=== Section Start ===

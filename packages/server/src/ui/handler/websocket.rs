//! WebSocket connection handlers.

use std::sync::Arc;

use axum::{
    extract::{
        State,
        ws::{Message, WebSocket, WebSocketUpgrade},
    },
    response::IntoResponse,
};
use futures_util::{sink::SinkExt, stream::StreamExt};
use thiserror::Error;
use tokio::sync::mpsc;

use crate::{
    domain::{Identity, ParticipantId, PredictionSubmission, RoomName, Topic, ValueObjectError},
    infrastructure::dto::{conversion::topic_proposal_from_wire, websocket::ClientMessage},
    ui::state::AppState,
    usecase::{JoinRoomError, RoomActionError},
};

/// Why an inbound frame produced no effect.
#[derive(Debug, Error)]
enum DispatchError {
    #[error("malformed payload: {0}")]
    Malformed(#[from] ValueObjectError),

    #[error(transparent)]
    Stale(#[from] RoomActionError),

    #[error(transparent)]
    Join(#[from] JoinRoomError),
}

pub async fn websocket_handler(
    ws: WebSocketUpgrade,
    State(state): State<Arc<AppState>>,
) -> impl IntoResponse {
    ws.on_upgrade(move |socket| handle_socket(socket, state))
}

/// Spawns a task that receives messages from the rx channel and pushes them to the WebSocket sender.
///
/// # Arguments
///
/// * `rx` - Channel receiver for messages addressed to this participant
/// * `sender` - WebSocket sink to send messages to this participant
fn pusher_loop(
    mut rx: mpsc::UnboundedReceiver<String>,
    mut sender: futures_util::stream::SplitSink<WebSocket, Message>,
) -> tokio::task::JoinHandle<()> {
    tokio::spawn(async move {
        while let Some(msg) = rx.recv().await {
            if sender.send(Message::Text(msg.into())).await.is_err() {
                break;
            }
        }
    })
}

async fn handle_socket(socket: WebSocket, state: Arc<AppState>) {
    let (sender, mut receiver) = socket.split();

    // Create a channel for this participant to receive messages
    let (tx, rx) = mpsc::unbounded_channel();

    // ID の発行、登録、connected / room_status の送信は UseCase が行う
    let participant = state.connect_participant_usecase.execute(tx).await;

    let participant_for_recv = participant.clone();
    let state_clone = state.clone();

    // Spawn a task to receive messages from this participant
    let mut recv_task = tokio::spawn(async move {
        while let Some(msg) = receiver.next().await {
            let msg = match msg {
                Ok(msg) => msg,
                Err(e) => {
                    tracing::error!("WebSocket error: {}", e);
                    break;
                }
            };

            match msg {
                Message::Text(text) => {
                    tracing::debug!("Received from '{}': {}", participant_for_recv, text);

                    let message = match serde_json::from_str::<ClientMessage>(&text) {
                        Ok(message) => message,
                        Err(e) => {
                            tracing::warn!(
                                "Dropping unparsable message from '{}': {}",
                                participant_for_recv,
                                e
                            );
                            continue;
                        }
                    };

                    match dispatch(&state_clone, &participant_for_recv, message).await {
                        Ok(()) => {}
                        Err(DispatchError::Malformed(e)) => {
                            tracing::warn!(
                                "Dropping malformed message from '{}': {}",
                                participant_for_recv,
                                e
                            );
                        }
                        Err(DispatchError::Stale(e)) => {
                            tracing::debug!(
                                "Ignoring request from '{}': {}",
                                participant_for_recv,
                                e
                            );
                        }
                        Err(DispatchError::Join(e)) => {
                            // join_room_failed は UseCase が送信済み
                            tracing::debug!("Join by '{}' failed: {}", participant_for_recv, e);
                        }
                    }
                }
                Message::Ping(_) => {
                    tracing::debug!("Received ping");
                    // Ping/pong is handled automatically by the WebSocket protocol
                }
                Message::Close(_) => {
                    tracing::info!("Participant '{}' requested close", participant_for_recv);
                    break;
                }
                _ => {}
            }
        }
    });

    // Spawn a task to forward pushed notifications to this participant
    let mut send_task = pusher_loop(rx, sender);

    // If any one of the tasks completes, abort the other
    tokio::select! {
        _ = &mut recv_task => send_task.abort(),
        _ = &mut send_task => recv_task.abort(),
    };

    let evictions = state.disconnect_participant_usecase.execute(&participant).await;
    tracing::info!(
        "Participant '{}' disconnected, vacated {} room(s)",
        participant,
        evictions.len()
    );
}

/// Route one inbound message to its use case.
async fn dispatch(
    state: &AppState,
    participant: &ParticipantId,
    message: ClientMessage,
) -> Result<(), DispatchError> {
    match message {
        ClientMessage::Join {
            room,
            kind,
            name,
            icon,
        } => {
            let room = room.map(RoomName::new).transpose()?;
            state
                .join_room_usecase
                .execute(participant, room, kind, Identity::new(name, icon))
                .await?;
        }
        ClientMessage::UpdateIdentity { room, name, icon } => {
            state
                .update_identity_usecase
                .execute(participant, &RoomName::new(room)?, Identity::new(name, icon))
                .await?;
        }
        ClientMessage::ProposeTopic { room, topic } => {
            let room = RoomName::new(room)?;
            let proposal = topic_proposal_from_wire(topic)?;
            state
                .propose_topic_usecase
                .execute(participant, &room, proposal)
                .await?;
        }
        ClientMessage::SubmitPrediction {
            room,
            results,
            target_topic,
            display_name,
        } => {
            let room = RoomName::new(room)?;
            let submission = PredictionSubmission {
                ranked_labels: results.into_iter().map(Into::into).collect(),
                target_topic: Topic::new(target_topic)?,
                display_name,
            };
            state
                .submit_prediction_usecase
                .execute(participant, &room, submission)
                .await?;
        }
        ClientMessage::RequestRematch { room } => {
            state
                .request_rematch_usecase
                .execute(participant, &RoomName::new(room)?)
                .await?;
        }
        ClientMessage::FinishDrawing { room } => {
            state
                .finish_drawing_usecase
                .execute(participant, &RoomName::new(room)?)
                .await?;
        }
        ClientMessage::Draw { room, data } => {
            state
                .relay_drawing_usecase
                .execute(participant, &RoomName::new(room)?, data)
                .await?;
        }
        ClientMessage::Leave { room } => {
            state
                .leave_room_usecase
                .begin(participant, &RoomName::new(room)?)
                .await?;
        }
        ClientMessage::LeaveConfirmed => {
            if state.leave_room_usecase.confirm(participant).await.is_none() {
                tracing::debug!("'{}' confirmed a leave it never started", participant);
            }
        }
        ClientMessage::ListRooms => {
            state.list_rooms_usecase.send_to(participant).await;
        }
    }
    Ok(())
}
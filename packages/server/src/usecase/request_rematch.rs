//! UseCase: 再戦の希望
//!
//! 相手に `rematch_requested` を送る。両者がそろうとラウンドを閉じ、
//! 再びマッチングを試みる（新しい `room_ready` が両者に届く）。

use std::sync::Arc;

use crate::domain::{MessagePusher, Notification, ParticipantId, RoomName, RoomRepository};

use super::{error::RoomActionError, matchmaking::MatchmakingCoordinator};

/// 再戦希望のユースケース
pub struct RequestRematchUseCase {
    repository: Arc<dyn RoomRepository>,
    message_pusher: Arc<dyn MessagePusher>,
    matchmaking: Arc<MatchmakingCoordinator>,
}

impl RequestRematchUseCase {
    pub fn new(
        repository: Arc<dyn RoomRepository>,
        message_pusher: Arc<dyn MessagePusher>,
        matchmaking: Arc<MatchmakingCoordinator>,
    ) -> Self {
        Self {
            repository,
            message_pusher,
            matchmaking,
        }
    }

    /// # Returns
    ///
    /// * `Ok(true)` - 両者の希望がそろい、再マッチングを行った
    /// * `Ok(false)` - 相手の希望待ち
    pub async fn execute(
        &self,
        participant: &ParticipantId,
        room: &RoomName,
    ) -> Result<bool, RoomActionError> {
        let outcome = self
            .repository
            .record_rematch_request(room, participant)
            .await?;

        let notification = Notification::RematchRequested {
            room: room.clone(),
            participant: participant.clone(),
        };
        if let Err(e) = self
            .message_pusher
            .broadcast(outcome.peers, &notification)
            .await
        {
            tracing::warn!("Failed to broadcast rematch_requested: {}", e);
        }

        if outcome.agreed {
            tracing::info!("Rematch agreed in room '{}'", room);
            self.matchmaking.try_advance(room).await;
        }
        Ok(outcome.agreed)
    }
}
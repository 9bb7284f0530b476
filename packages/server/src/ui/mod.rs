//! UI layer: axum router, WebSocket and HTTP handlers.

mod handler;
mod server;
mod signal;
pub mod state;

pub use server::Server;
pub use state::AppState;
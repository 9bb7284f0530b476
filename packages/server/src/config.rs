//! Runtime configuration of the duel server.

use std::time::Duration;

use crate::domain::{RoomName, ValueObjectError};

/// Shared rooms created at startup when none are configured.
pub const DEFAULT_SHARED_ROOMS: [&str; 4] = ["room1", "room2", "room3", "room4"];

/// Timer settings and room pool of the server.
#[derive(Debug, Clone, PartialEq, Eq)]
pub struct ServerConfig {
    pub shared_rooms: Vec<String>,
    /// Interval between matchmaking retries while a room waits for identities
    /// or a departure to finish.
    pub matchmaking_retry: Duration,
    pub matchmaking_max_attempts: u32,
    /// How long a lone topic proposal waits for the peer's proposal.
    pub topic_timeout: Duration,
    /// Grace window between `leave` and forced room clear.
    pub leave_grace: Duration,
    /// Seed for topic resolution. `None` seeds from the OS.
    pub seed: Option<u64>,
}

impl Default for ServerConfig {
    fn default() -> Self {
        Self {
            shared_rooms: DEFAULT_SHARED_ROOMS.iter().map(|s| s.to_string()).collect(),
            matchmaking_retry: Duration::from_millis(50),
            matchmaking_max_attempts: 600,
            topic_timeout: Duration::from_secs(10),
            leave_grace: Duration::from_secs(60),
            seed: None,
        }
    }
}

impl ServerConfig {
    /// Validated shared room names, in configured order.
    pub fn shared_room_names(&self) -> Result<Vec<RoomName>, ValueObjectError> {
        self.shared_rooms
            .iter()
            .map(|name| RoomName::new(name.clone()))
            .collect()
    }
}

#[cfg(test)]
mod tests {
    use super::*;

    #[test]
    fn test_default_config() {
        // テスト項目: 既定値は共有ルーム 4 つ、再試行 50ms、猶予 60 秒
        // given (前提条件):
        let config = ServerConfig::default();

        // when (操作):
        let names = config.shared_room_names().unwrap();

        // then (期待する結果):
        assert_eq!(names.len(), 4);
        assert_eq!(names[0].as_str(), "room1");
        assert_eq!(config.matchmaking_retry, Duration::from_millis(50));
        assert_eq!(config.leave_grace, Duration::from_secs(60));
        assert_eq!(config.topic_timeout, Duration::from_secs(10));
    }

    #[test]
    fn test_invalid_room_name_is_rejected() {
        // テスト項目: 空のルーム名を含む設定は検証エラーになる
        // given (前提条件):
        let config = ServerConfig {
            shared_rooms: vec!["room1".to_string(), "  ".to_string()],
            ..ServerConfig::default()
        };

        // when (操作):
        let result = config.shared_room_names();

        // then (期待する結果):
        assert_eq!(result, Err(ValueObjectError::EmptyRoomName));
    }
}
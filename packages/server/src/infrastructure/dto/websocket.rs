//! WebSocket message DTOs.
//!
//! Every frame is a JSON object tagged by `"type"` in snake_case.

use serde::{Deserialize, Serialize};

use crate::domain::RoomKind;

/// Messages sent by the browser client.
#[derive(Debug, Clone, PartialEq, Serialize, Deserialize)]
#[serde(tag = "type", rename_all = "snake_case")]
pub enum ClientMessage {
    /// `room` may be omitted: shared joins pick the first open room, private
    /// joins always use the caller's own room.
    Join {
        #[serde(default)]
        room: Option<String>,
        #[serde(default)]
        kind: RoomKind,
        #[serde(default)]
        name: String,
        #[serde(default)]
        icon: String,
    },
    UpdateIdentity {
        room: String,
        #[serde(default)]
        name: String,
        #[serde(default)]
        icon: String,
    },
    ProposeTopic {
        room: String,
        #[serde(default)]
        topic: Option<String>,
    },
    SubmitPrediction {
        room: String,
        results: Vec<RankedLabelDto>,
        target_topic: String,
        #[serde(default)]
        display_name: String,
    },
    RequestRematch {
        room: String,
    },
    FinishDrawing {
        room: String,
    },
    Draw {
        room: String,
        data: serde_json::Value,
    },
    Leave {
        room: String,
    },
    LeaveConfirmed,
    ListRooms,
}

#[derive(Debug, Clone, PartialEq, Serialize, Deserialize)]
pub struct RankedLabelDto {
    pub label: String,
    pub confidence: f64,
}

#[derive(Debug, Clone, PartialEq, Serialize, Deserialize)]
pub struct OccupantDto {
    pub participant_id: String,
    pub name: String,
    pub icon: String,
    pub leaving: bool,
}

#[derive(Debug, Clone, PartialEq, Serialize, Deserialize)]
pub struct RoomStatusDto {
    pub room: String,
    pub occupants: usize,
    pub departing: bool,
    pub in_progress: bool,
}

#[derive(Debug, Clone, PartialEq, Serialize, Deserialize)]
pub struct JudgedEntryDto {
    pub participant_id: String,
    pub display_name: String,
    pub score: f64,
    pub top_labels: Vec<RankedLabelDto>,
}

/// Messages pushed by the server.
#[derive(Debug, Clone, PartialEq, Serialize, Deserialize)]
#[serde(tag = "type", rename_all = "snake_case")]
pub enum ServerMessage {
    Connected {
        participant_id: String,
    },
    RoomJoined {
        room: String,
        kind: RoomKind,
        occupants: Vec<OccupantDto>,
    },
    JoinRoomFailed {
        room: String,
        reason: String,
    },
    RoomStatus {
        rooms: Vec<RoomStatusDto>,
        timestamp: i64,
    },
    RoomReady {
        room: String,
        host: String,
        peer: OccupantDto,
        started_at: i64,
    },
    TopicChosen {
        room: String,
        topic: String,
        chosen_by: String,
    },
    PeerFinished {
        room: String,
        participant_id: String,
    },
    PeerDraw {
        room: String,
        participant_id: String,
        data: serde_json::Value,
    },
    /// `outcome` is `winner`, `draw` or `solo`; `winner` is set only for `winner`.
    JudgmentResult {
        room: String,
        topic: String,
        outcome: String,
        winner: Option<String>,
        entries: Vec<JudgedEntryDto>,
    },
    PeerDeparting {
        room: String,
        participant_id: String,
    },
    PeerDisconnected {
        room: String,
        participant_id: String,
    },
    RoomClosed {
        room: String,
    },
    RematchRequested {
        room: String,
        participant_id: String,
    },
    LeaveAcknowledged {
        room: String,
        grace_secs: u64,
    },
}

=== Section End ===
=== Section Start ===

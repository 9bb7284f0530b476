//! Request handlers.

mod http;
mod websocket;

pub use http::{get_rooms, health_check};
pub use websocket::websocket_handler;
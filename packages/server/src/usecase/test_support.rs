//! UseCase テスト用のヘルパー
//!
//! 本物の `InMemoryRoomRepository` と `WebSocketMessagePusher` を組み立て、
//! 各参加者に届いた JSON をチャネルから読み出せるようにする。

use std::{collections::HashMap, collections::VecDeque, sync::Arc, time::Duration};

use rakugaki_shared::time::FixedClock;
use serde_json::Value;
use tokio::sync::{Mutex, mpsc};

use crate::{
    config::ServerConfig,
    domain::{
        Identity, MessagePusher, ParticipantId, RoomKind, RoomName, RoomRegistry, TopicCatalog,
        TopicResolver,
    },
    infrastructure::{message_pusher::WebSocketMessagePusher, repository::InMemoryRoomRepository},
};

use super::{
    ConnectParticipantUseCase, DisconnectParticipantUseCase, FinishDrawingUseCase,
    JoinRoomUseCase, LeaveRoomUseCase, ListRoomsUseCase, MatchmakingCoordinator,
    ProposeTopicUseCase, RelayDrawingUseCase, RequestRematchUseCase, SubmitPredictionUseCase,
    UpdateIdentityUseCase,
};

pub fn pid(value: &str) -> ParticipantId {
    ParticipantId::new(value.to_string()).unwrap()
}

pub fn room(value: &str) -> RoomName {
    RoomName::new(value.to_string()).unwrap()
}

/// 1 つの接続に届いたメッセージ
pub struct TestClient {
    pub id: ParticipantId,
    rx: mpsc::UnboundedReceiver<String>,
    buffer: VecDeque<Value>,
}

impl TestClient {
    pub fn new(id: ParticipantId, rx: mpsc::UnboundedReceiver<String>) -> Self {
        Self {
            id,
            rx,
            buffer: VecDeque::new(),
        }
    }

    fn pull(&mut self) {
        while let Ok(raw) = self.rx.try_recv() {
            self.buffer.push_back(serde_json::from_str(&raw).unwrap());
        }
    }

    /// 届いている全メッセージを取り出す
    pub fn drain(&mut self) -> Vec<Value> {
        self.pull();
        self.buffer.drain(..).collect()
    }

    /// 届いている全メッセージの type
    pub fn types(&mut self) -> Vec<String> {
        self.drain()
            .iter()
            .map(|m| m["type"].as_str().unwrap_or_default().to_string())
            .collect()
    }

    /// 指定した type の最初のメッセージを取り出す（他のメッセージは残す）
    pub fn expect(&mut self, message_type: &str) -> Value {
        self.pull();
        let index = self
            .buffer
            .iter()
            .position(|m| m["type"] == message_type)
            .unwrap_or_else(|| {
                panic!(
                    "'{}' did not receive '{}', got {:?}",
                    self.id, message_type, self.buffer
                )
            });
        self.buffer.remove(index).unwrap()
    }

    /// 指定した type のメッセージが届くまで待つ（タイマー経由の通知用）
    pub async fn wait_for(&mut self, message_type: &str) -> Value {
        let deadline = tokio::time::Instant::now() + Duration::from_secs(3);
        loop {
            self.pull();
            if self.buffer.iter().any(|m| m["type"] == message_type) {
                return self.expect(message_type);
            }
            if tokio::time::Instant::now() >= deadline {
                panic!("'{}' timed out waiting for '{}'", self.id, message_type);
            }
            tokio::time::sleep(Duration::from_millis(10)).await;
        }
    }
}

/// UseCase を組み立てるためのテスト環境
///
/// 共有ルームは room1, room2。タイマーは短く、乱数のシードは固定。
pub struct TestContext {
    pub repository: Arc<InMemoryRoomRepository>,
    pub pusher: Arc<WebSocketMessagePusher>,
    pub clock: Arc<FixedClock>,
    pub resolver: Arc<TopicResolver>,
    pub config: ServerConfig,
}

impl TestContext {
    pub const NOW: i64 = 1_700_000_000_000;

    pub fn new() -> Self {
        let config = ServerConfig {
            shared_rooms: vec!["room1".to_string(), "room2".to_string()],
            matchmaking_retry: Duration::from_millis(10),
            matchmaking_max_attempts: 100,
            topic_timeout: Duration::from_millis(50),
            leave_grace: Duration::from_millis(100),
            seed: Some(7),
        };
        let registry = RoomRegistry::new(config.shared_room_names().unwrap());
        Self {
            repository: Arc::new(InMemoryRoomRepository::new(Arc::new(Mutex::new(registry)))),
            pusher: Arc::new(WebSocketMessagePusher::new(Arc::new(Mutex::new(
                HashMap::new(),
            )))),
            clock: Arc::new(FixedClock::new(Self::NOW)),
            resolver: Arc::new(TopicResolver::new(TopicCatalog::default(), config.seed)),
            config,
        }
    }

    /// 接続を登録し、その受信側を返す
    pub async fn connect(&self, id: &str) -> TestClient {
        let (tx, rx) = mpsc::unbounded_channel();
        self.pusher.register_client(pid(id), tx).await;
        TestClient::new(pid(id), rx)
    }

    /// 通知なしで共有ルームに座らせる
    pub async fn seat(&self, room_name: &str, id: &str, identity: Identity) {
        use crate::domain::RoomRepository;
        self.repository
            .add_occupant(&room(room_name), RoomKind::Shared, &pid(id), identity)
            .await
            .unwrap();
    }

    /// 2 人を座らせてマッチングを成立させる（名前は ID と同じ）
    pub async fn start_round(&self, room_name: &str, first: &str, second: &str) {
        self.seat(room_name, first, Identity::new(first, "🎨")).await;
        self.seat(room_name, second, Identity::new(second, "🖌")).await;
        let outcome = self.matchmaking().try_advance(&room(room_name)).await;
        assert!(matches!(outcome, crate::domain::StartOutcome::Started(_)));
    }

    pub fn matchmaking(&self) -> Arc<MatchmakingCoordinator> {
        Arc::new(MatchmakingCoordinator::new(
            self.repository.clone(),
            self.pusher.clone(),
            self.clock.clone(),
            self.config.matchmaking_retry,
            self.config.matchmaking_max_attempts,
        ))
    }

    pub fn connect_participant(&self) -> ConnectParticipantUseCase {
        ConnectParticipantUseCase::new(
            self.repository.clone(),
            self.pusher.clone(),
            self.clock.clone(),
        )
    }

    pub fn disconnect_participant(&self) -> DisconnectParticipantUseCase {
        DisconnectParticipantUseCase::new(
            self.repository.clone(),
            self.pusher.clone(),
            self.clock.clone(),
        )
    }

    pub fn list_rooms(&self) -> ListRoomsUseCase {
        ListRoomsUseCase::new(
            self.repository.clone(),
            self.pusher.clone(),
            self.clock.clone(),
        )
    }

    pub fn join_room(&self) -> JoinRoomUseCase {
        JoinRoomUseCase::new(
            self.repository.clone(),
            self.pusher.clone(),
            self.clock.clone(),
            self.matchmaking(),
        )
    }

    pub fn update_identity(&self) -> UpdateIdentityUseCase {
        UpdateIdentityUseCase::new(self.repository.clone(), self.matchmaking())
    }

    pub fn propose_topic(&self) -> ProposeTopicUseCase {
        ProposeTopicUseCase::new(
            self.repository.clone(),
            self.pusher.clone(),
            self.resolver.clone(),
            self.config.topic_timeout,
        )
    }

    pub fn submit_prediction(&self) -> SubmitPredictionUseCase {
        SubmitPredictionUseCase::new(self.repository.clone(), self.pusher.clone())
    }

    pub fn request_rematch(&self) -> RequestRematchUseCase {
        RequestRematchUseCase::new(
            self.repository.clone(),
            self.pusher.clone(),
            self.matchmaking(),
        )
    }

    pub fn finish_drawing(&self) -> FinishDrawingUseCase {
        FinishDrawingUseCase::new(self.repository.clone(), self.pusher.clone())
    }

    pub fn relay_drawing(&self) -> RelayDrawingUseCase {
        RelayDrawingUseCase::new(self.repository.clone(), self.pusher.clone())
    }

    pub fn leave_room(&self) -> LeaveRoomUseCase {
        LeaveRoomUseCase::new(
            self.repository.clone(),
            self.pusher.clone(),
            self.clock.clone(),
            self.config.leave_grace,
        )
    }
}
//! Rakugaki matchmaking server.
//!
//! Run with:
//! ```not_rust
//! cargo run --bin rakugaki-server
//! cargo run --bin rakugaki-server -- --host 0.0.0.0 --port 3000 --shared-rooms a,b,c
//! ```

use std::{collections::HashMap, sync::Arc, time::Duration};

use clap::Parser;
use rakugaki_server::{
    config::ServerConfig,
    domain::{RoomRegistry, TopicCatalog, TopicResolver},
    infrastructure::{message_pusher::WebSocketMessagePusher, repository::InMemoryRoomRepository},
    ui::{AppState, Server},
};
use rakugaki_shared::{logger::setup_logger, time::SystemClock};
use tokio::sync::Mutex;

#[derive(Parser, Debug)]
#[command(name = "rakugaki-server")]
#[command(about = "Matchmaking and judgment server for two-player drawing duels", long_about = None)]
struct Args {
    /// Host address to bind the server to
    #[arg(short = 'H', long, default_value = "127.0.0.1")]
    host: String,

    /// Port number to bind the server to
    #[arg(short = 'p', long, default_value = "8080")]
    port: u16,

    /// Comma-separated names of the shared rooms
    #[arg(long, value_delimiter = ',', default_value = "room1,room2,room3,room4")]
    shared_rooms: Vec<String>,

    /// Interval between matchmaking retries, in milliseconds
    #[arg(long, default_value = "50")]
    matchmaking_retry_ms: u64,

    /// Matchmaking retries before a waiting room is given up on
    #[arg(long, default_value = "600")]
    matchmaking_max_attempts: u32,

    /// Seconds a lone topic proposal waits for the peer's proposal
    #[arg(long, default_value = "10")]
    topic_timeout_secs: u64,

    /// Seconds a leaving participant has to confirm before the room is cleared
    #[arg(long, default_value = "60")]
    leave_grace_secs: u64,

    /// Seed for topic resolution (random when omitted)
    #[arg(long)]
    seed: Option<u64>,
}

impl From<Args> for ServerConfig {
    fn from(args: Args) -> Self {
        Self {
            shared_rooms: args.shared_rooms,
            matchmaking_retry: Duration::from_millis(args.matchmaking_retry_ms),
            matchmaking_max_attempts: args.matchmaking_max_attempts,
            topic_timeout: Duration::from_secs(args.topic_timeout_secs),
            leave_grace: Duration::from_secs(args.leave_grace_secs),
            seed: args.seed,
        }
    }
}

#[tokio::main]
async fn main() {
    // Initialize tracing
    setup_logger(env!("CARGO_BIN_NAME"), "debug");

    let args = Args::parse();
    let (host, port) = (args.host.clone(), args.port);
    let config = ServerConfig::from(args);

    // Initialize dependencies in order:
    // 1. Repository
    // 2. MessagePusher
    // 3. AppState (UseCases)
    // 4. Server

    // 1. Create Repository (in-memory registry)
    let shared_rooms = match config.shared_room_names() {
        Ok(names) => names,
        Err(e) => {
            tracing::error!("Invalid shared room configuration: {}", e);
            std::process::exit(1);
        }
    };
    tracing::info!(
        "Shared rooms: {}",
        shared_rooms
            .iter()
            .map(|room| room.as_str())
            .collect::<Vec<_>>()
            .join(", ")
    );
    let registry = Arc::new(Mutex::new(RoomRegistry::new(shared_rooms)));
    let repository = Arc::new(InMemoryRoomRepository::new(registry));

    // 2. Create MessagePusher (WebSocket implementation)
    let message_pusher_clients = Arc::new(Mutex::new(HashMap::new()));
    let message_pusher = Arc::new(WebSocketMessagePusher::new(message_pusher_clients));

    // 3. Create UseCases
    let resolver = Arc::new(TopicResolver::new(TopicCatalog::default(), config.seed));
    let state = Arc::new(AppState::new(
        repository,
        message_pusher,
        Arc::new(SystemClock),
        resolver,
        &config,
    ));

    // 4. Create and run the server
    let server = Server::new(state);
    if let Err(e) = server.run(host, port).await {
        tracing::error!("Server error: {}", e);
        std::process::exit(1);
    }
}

=== Section End ===

**Exercise goal**
Using the data above, reproduce exactly the lines between those holding "filename packages/server/src/ui/handler/websocket.rs" and "let (sender, mut", inclusive, and no others.

**Response box**
filename packages/server/src/ui/handler/websocket.rs
//! WebSocket connection handlers.

use std::sync::Arc;

use axum::{
    extract::{
        State,
        ws::{Message, WebSocket, WebSocketUpgrade},
    },
    response::IntoResponse,
};
use futures_util::{sink::SinkExt, stream::StreamExt};
use thiserror::Error;
use tokio::sync::mpsc;

use crate::{
    domain::{Identity, ParticipantId, PredictionSubmission, RoomName, Topic, ValueObjectError},
    infrastructure::dto::{conversion::topic_proposal_from_wire, websocket::ClientMessage},
    ui::state::AppState,
    usecase::{JoinRoomError, RoomActionError},
};

/// Why an inbound frame produced no effect.
#[derive(Debug, Error)]
enum DispatchError {
    #[error("malformed payload: {0}")]
    Malformed(#[from] ValueObjectError),

    #[error(transparent)]
    Stale(#[from] RoomActionError),

    #[error(transparent)]
    Join(#[from] JoinRoomError),
}

pub async fn websocket_handler(
    ws: WebSocketUpgrade,
    State(state): State<Arc<AppState>>,
) -> impl IntoResponse {
    ws.on_upgrade(move |socket| handle_socket(socket, state))
}

/// Spawns a task that receives messages from the rx channel and pushes them to the WebSocket sender.
///
/// # Arguments
///
/// * `rx` - Channel receiver for messages addressed to this participant
/// * `sender` - WebSocket sink to send messages to this participant
fn pusher_loop(
    mut rx: mpsc::UnboundedReceiver<String>,
    mut sender: futures_util::stream::SplitSink<WebSocket, Message>,
) -> tokio::task::JoinHandle<()> {
    tokio::spawn(async move {
        while let Some(msg) = rx.recv().await {
            if sender.send(Message::Text(msg.into())).await.is_err() {
                break;
            }
        }
    })
}

async fn handle_socket(socket: WebSocket, state: Arc<AppState>) {
    let (sender, mut receiver) = socket.split();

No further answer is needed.